Oregon factory jobs bounced back after pandemic, then faded again
Published 1:00 pm Monday, August 14, 2023
- Krumenauer
PORTLAND — Oregon manufacturing’s pandemic recovery may be over, with factories shedding thousands of jobs since last summer.
The declines stand out because other parts of Oregon’s economy are continuing their recovery, adding workers, and because the state’s jobless rate is near a historic low at 3.5%.
Manufacturing recoveries tend to be incomplete, reflecting a long-term decline in factory work in Oregon and across the country.
“Every time we go through a recession, manufacturing doesn’t get back to where it was before,” said Gail Krumenauer, economist with the Oregon Employment Department.
That protracted deterioration of blue-collar jobs reflects offshored production work, especially in the 1990s and early 2000s; increased automation on the factory floor; and the closure of aging factories that are too expensive to replace.
Oregon manufacturing has held up better than in other parts of the country, but in the pandemic’s wake, Oregon factories appear to be faring a little worse.
Nationally, manufacturing employment is up about 1% in the past year. It’s down a little more than 2%, about 4,100 jobs, in Oregon.
The cuts come across a variety of industries. Intel laid off an unspecified number of Oregon workers beginning last fall. Toilet paper factories in Scappoose and St. Helens are closing. Marquis Hot Tubs is laying off 115 in Independence. And just last week, the Tree Top fruit processing plant in Medford announced it will shut down and lay off 74.
There’s no simple answer for why factory work has been cooling off in Oregon, according to Krumenauer: “We’re seeing different trends happen in different types of manufacturing.”
For example, Oregon food manufacturing employment is up robustly over the past year, adding 900 workers. But machinery, paper manufacturing, wood products, and computer and electronics have all shed jobs.

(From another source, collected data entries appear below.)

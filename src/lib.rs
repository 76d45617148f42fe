#![doc = include_str!("../README.md")]
#![warn(missing_docs)]

/// FHIR bundle parsing into patient records.
pub mod bundle;
/// Pipeline configuration types.
pub mod config;
/// Centralized constants used across flattening, corpora, and splits.
pub mod constants;
/// Corpus construction from bundle directories.
pub mod corpus;
/// Record flattening into canonical corpus lines.
pub mod flatten;
/// Pair sampling, labeling, and split-file persistence.
pub mod pairs;
/// End-to-end dataset pipeline orchestration.
pub mod pipeline;
/// Narrow read-only patient record interface.
pub mod record;
/// Split labels, ratios, and window arithmetic.
pub mod splits;
/// Controlled-noise transformation of flattened records.
pub mod transform;
/// Shared type aliases.
pub mod types;

mod errors;

pub use bundle::{BundlePatient, parse_bundle_file, parse_bundle_str};
pub use config::PipelineConfig;
pub use corpus::{CorpusBuilder, read_corpus_lines};
pub use errors::PipelineError;
pub use flatten::flatten_patient;
pub use pairs::{LabeledPair, PairLabel, sample_window_pairs, shuffle_file_lines, write_pairs};
pub use pipeline::{DatasetPipeline, DatasetSummary};
pub use record::{AddressEntry, NameEntry, PatientFields, TelecomEntry};
pub use splits::{SplitLabel, SplitRatios, SplitWindow, split_windows};
pub use transform::{NameCorruption, NoiseInjector, rotated_identifier};
pub use types::{FlatLine, LineIndex, PatientId};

Metals and machinery jobs, which each fell about 20% in the first months of the pandemic, have been roughly flat over the past year.
“The mix of things that’s going on for different employers and different industries has been changing, just as it is overall for the economy,” Krumenauer said.
And in Oregon manufacturing right now, the losers outnumber the winners.
But while some segments are shedding jobs, Krumenauer said factories are still snapping up workers when they can find them, underscoring the state’s enduring labor shortage. She said Oregon manufacturers had 7,100 open jobs at any given time last spring.
“There’s still hiring going on there,” Krumenauer said, “and there’s still a demand there for workers.”